The facts upon which plaintiff bases his action are as follows: In the latter part of the year 1927 the Central Manufacturing District, as owner, entered into a contract with William P. Neil Company, whereby the latter, as general contractor, agreed to construct a building to be known as the Produce Terminal Building, in Vernon, California. The defendant corporation, the Barber Door Company, was one of the subcontractors, under contract to install the doors in the building. The plaintiff in October of 1927 entered into a contract with the owner of the property for the use of one of the stalls in the building. This contract was entered into before the building was completed and obviously before either the owner or the plaintiff knew when the building would be completed. The agreement, pleaded as an exhibit to the answer, was not explicit as to the date when the tenancy was to start. It provided for a fixed payment, payable monthly, starting January 1, 1928, and continuing until January 1, 1948. The “Schedule of Terms” attached to the agreement and made a part thereof provided in part as follows:

“1. In the event that the premises above described are available for occupancy by Purchaser prior to the first day of January, 1928, the Purchaser may take possession of said premises at such time and without the payment of any additional money other than that specified in this agreement.
“2. The Purchaser agrees that its entry into occupancy of said premises shall constitute an acknowledgment that the same are suitable for its business and that the building and improvements thereon have been received by the Purchaser in good and first class condition. . . , ”

*415 It appears from the evidence that on December 1, 1927, plaintiff and his partner went into possession of the stall. It further appears that on that date the building was not entirely completed, but that plaintiff and his partner mqved in with the permission and consent and, in fact, at the request of the superintendent of the owner. Shortly after the plaintiff took possession, the defendant corporation installed the heavy door leading to the stall. On December 6th the door was hung, but on that date the installation was not entirely complete. Between December 6th and December 8th nothing further was done on the door. On December 8th, plaintiff, in attempting to leave the premises, raised the door and, while stepping through , the doorway, the door fell, seriously injuring his back. It is for the injuries so received that plaintiff brought this action against defendants. It was stipulated that defendant corporation was an independent contractor. At the close of the plaintiff’s case defendant moved for a nonsuit on the following grounds:

1. That there was no evidence tending to show any duty owed by defendant to plaintiff.

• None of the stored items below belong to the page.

use anyhow::Context;
use clap::Parser;
use tracing_subscriber::EnvFilter;

use relay_mcp_bridge::cli::Cli;
use relay_mcp_bridge::cli::LogLevel;
use relay_mcp_bridge::server;
use relay_mcp_bridge::sse::SseTransport;
use relay_mcp_bridge::streamable_http::StreamableHttpTransport;
use relay_mcp_bridge::transport;
use relay_mcp_bridge::transport::RemoteTransport;

#[tokio::main]
async fn main() -> anyhow::Result<()> {
    let cli = Cli::parse();

    // stdout carries the MCP protocol, so every diagnostic goes to stderr.
    // RUST_LOG still wins over --logLevel when set.
    let default_filter = match cli.log_level {
        LogLevel::Debug => "debug",
        LogLevel::Info => "info",
        LogLevel::None => "off",
    };
    tracing_subscriber::fmt()
        .with_env_filter(
            EnvFilter::try_from_default_env().unwrap_or_else(|_| EnvFilter::new(default_filter)),
        )
        .with_writer(std::io::stderr)
        .init();

    let headers = transport::build_header_map(cli.oauth2_bearer.as_deref(), &cli.parsed_headers())?;

    let transport = if let Some(url) = &cli.streamable_http {
        RemoteTransport::StreamableHttp(
            StreamableHttpTransport::connect(
                url,
                &cli.streamable_http_path,
                headers,
                &cli.protocol_version,
            )
            .await
            .context("failed to connect to remote MCP server")?,
        )
    } else if let Some(url) = &cli.sse {
        RemoteTransport::Sse(
            SseTransport::connect(url, headers)
                .await
                .context("failed to connect to remote MCP server")?,
        )
    } else {
        // clap enforces one transport; this is unreachable in practice.
        anyhow::bail!("one of --sse or --streamableHttp is required");
    };

    server::run(transport, cli.protocol_version).await?;
    Ok(())
}
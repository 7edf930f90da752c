//! Assembly and execution of one agent CLI invocation: argument vector,
//! environment, prompt, and the single-shot run path.

use std::collections::HashMap;
use std::fs;
use std::path::Path;
use std::path::PathBuf;
use std::process::Stdio;
use std::time::Duration;

use serde_json::Value;
use tokio::process::Command;
use tracing::warn;

use crate::error::GatewayErr;
use crate::error::Result;
use crate::protocol::AgentMessage;
use crate::protocol::Role;
use crate::protocol::text_envelope;

/// Alias table for the agent's model names; unknown names pass through
/// unchanged so callers can pin concrete model ids.
const MODEL_ALIASES: &[(&str, &str)] = &[
    ("opus", "claude-opus-4-20250514"),
    ("sonnet", "claude-sonnet-4-5-20250929"),
    ("haiku", "claude-3-5-haiku-20241022"),
];

pub fn resolve_model(model: &str) -> &str {
    MODEL_ALIASES
        .iter()
        .find(|(alias, _)| *alias == model)
        .map(|(_, id)| *id)
        .unwrap_or(model)
}

/// Everything needed to assemble one agent invocation. Built by the
/// dispatcher once per request and shared by all execution modes.
#[derive(Debug, Clone)]
pub struct InvocationSpec {
    pub agent_bin: PathBuf,
    pub workspace: PathBuf,
    pub model: String,
    /// Session to resume; only set when the session-existence check passed.
    pub resume_session: Option<String>,
    pub settings_json: String,
    pub mcp_config_json: Option<String>,
}

impl InvocationSpec {
    /// Flag portion of the argument vector, shared by all execution modes.
    fn base_args(&self) -> Vec<String> {
        let mut args = vec![
            "--print".to_string(),
            "--model".to_string(),
            resolve_model(&self.model).to_string(),
        ];
        if let Some(session) = &self.resume_session {
            args.push("--resume".to_string());
            args.push(session.clone());
        }
        if self.mcp_config_json.is_some() {
            // MCP tool prompts cannot be answered over --print.
            args.push("--dangerously-skip-permissions".to_string());
        }
        args.push("--settings".to_string());
        args.push(self.settings_json.clone());
        if let Some(mcp_config) = &self.mcp_config_json {
            args.push("--mcp-config".to_string());
            args.push(mcp_config.clone());
        }
        args
    }

    /// Argument vector for a single-shot run: flags, then the prompt.
    pub fn single_shot_args(&self, messages: &[AgentMessage]) -> Vec<String> {
        let mut args = self.base_args();
        if self.mcp_config_json.is_some() {
            // A `-`-leading prompt must not be parsed as a flag.
            args.push("--".to_string());
        }
        args.push(assemble_prompt(messages));
        args
    }

    /// Argument vector for stream-json execution (pooled and dedicated
    /// streams alike).
    pub fn streaming_args(&self) -> Vec<String> {
        let mut args = self.base_args();
        args.extend(
            [
                "--input-format",
                "stream-json",
                "--output-format",
                "stream-json",
                "--include-partial-messages",
                "--verbose",
            ]
            .iter()
            .map(|s| (*s).to_string()),
        );
        args
    }

    /// Minimal environment: the workspace doubles as HOME and PWD, temp
    /// files stay inside the workspace, and only PATH is inherited.
    pub fn env(&self) -> HashMap<String, String> {
        let workspace = self.workspace.display().to_string();
        HashMap::from([
            ("HOME".to_string(), workspace.clone()),
            ("PWD".to_string(), workspace.clone()),
            (
                "TMPDIR".to_string(),
                self.workspace
                    .join(crate::workspace::SCRATCH_DIR)
                    .display()
                    .to_string(),
            ),
            (
                "PATH".to_string(),
                std::env::var("PATH").unwrap_or_else(|_| "/usr/bin:/bin".to_string()),
            ),
        ])
    }

    /// A ready-to-spawn command with the workspace as working directory and
    /// the scrubbed environment applied.
    pub fn command(&self, args: Vec<String>, stdin: Stdio) -> Command {
        let mut cmd = Command::new(&self.agent_bin);
        cmd.args(args)
            .current_dir(&self.workspace)
            .env_clear()
            .envs(self.env())
            .stdin(stdin)
            .stdout(Stdio::piped())
            .stderr(Stdio::piped())
            .kill_on_drop(true);
        cmd
    }
}

/// Blank-line-joined prompt. Non-user roles keep a role prefix so the
/// agent can tell who said what in replayed history.
pub fn assemble_prompt(messages: &[AgentMessage]) -> String {
    let parts: Vec<String> = messages
        .iter()
        .map(|message| match message.role {
            Role::User => message.content.clone(),
            Role::Assistant => format!("Assistant: {}", message.content),
            Role::System => format!("System: {}", message.content),
        })
        .collect();
    parts.join("\n\n")
}

/// Whether the agent has persisted state for `session_id` under the user's
/// credentials directory. This is a substring scan over the top-level
/// files there: the agent embeds the identifier in its session files, and
/// passing `--resume` for an unknown session makes it abort.
pub fn session_exists(claude_dir: &Path, session_id: &str) -> bool {
    let Ok(entries) = fs::read_dir(claude_dir) else {
        return false;
    };
    for entry in entries.flatten() {
        let path = entry.path();
        if !path.is_file() {
            continue;
        }
        if let Ok(content) = fs::read_to_string(&path) {
            if content.contains(session_id) {
                return true;
            }
        }
    }
    false
}

/// Spawns the agent once, waits for it under `timeout` and captures its
/// output. Non-JSON stdout is wrapped into a synthetic text envelope.
pub async fn run_single_shot(
    spec: &InvocationSpec,
    messages: &[AgentMessage],
    timeout: Duration,
) -> Result<Value> {
    let args = spec.single_shot_args(messages);
    let child = spec.command(args, Stdio::null()).spawn()?;

    // On expiry the future owning the child is dropped and kill_on_drop
    // reaps it.
    let output = match tokio::time::timeout(timeout, child.wait_with_output()).await {
        Ok(result) => result?,
        Err(_) => return Err(GatewayErr::Timeout),
    };

    let stdout = String::from_utf8_lossy(&output.stdout).to_string();
    let stderr = String::from_utf8_lossy(&output.stderr).to_string();
    if !stderr.trim().is_empty() {
        warn!(
            "agent stderr: {}",
            stderr.chars().take(500).collect::<String>()
        );
    }

    if !output.status.success() {
        let code = output.status.code().unwrap_or(-1);
        let message = if stderr.trim().is_empty() {
            stdout.trim().to_string()
        } else {
            stderr.trim().to_string()
        };
        return Err(GatewayErr::AgentExit {
            code,
            stderr: message,
        });
    }

    match serde_json::from_str::<Value>(&stdout) {
        Ok(envelope) => Ok(envelope),
        Err(_) => Ok(text_envelope(stdout.trim(), &spec.model)),
    }
}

2. That there was no evidence tending to show negligence on the part of defendant.

3. That there was no evidence tending to show that defendant’s negligence, if any, was the proximate cause of the accident.

4. That the evidence showed that plaintiff was guilty of contributory negligence as a matter of law.

The trial court granted the nonsuit, hence this appeal.

The rules applicable to such an appeal are so well settled and have been enunciated so frequently by this court that no useful purpose would be served in elaborating on them in this opinion. Suffice it to say that on such an appeal every favorable inference fairly deducible from the evidence, and every favorable presumption arising from the evidence must be considered as facts proved by the plaintiff. If evidence is fairly susceptible to two constructions, or if one of several inferences may reasonably be made, the court must take the view most favorable to the plaintiff. If contradictory evidence has been given, it must be disregarded. The evidence must be taken most .strongly against the defendant. (Berger v. Lane, 190 Cal. 443 [213 Pac. *416 45]; Estate of Flood, 217 Cal. 763 [21 Pac. (2d) 579].) When the evidence in the instant case is tested by these standards, we have no hesitancy in holding that from such evidence the jury could have inferred that defendant was negligent in installing the door; that defendant left the door in such a condition as to constitute an implied invitation to use it; and that defendant was negligent in failing to warn the plaintiff and others lawfully on the premises of the hidden danger of which defendant had knowledge or, by the use of ordinary care, should have had knowledge. The evidence from which we believe the jury could have inferred negligence in the foregoing respects on the part of defendant is as follows:

The door in question was about 17 feet wide and about 14 feet high, in two sections, its total weight being approximately 300 pounds. At each end of the door was attached a cable which passed over a drum or pulley fitted near the end of a shaft located near the ceiling. These drums or pulleys were held on to the shaft by two set-screws on opposite sides of the drum. Connected to the other end of each cable were heavy weights acting as counterbalances, weighing almost as much as the door. When the door was closed, these weights would be up and, when the door was open, they would be down near the floor. At the time of the accident on December 8th, the door was, as alleged in the complaint, not entirely installed. The installation of the door began on December 3d and the door was hung on December 6th. After hanging the door, the workmen who had installed it, in the presence of plaintiff, worked it up and down several times, and then left it suspended, that is, open. All during the period the workmen were installing the door, plaintiff and his partner were in possession of the stall and had moved in merchandise consisting of crates of fruits and vegetables, and were doing business. When the door was hung on December 6th, and the cables and weights attached, the set-screws holding the drums or pulleys on the shaft were not countersunk into the shaft, but were simply screwed down against the shaft. Certain safety catches which would have held the door up even in the absence of counterweights had not yet been installed. Between December 6th and 8th the plaintiff opened and shut the door several times. At the time of trial it was *417 stipulated "that at the time the door fell the setscrews holding the drum to which was attached the cable that supported the counter-balance weight had slipped; that the counterweight drum was held in position above the door by the two setscrews running through the collar of the drum, and pressing against the surface of the shaft; that said setscrews had not been countersunk into the shaft at the time of the accident”. Attorney for the defendant qualified the above stipulation by the reservation that the stipulation did not include an agreement that the slipping of the set-screws caused the door to fall. However, the inference that such was the fact is readily deducible from the record.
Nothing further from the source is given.